My son has OCD and I think it along with other anxiety disorders has become more prevelant in recent years. I am not sure why. I think I had some form of OCD when young but was not diagnosed. But have learnt to live with it.
But really OCD I think is a stronger feeling of normal human worry. Its often of the unknown. Not always rational as it can be strongly linked to emotion.
I know Cognitive Behavioural Therapy helps get perspective and context. But I understand the compulisive nature of the thoughts that keep popping into the mind.
But doubts are also natural. Its that it seems to get stuck on repeat sometimes and can be more severe form or worry for some people. Making something bigger than it really is. But that can also be emotions. If someone is more sensitive and worries a lot.
Even talking things out and bouncing your thoughts off others, someone you trust can be helpful like you doing now. Most of the time it makes sense but still there is doubt. But the more you do it the more your mind is retrained to see things as they really are.
Medication also helps. But they say CBT is what helps gets thinking straight.
In saying all that we can as humans and Christians have lots of doubts. I could relate to how you said you sometimes think your saved and then doubt it. Sometimes I feel like I am the Prodigal son twice or three times over lol.

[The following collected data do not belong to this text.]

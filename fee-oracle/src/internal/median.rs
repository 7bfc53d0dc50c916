use crate::{
    error::{EstimatorError, Result},
    internal::ConfirmStats,
};

/// Buckets are accumulated together until at least this many observations
/// are in play, so sparsely populated buckets cannot decide a success rate
/// on their own.
const MIN_TX_COUNT: f64 = 1.0;

impl ConfirmStats {
    /// Estimates the median fee rate such that at least `success_pct` of the
    /// recorded transactions have been mined, within `target_confirms`
    /// blocks, across every tracked fee bucket paying at least that rate.
    ///
    /// The scan walks fee buckets from the highest to the lowest, growing a
    /// window of buckets and promoting it whenever it meets the success
    /// threshold; the answer is the weighted median fee of the last window
    /// that passed. This picks the cheapest rate that still clears the
    /// threshold. Unconfirmed transactions count against a bucket's total: a
    /// large unmined backlog at a rate is evidence the rate is insufficient.
    pub(crate) fn estimate_median_fee(&self, target_confirms: u32, success_pct: f64) -> Result<f64> {
        assert!(target_confirms >= 1, "target_confirms must be at least 1");

        let max_confirms = self.grid.max_confirms() as u32;
        if target_confirms - 1 >= max_confirms {
            return Err(EstimatorError::TargetConfTooLarge {
                max_confirms,
                req_confirms: target_confirms,
            });
        }

        let slot = self.grid.confirm_slot(i64::from(target_confirms));
        let start = (self.grid.bucket_count() - 1) as isize;

        let mut total_txs = 0.0;
        let mut confirmed_txs = 0.0;
        let mut best_start = start;
        let mut best_end = start;
        let mut cur_end = start;

        let mut b = start;
        while b >= 0 {
            let bucket = b as usize;
            total_txs += self.confirm_count[bucket] + self.mempool.tx_count[[bucket, slot]];
            confirmed_txs += self.confirmed.tx_count[[bucket, slot]];

            if total_txs > MIN_TX_COUNT {
                if confirmed_txs / total_txs < success_pct {
                    if cur_end == start {
                        // Even the highest fee bucket misses the threshold.
                        return Err(EstimatorError::NoSuccessPctBucket);
                    }
                    break;
                }

                best_start = b;
                best_end = cur_end;
                cur_end = b - 1;
                total_txs = 0.0;
                confirmed_txs = 0.0;
            }
            b -= 1;
        }

        self.median_fee_of_range(best_start as usize, best_end as usize)
    }

    /// Size-weighted median fee over a contiguous bucket range, scanning from
    /// the lowest fee bucket up until half the range's transaction weight has
    /// been passed.
    fn median_fee_of_range(&self, lo: usize, hi: usize) -> Result<f64> {
        let mut tx_count: f64 = (lo..=hi).map(|b| self.confirm_count[b]).sum();
        if tx_count <= 0.0 {
            return Err(EstimatorError::NotEnoughTxs);
        }

        tx_count /= 2.0;
        for bucket in lo..=hi {
            if self.confirm_count[bucket] < tx_count {
                tx_count -= self.confirm_count[bucket];
            } else {
                return Ok(self.confirm_fee_sum[bucket] / self.confirm_count[bucket]);
            }
        }

        unreachable!("half the bucket range's weight is always reached before its last bucket");
    }
}

#[cfg(test)]
mod tests {
    use super::*;
    use crate::{config::EstimatorConfig, internal::BucketGrid};

    fn stats() -> ConfirmStats {
        ConfirmStats::new(BucketGrid::new(&EstimatorConfig {
            max_confirms: 4,
            min_bucket_fee: 100,
            max_bucket_fee: 400,
            fee_rate_step: 2.0,
        }))
    }

    #[test]
    fn test_target_above_horizon_is_rejected() {
        let stats = stats();
        assert_eq!(
            stats.estimate_median_fee(5, 0.95),
            Err(EstimatorError::TargetConfTooLarge {
                max_confirms: 4,
                req_confirms: 5,
            })
        );
        // The final catch-all slot is still a valid target.
        assert!(matches!(
            stats.estimate_median_fee(4, 0.95),
            Err(EstimatorError::NotEnoughTxs)
        ));
    }

    #[test]
    fn test_empty_tables_have_no_estimate() {
        let stats = stats();
        assert_eq!(
            stats.estimate_median_fee(1, 0.95),
            Err(EstimatorError::NotEnoughTxs)
        );
    }

    #[test]
    fn test_single_bucket_median_is_its_average() {
        let mut stats = stats();
        stats.record_confirmed_tx(1, 250.0);
        stats.record_confirmed_tx(1, 350.0);
        let fee = stats.estimate_median_fee(1, 0.5).unwrap();
        assert_eq!(fee, 300.0);
    }

    #[test]
    fn test_slow_confirmations_fail_fast_targets() {
        let mut stats = stats();
        for _ in 0..5 {
            stats.record_confirmed_tx(4, 250.0);
        }
        assert_eq!(
            stats.estimate_median_fee(1, 0.95),
            Err(EstimatorError::NoSuccessPctBucket)
        );
        // The same data satisfies the horizon it actually confirmed at.
        assert_eq!(stats.estimate_median_fee(4, 0.95).unwrap(), 250.0);
    }

    #[test]
    fn test_mempool_backlog_counts_against_bucket() {
        let mut stats = stats();
        // One confirmed transaction at the top bucket, but a large unmined
        // backlog waiting at the same rate.
        stats.record_confirmed_tx(1, 250.0);
        stats.record_confirmed_tx(1, 250.0);
        for _ in 0..8 {
            stats.record_mempool_tx(2, 250.0);
        }
        stats.advance_block();
        assert_eq!(
            stats.estimate_median_fee(2, 0.95),
            Err(EstimatorError::NoSuccessPctBucket)
        );
    }
}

I think its Satan on my shoulder telling me I am not good enough. Especially when I may be feeling unwell or tired or just feeling a bit unhappy. And maybe thats what it is. Doubting we are not good enough. Havn't done something right or good enough. Self loathing and judgement.
But in hindsight doubts made me stronger. It steeled my faith. I think we have to live through the doubts because they are a part of us that has to be grown out of. I don't think you can offload a doubt overnight. So you question and you try this and that and then God is there always at the end waiting.
So its good to acknowledge the doubts. People are worried about mentioning they are not as saved as they feel sometimes. Its ok as this is part of growing as a Christian into Christ.
The disciples had doubts and I am sure they were fighting and worrying and questioning before they were able to stand with Christ. As long as we keep our eyes on the lighthouse in the stormy seas we will get there.
Sometimes it may become a flame flickering and its hard to see. But its still there and thats just our doubts and worries blurring things. But the light is always there and will become bigger as you move through the doubts towards God and that is through Christ the light of the world.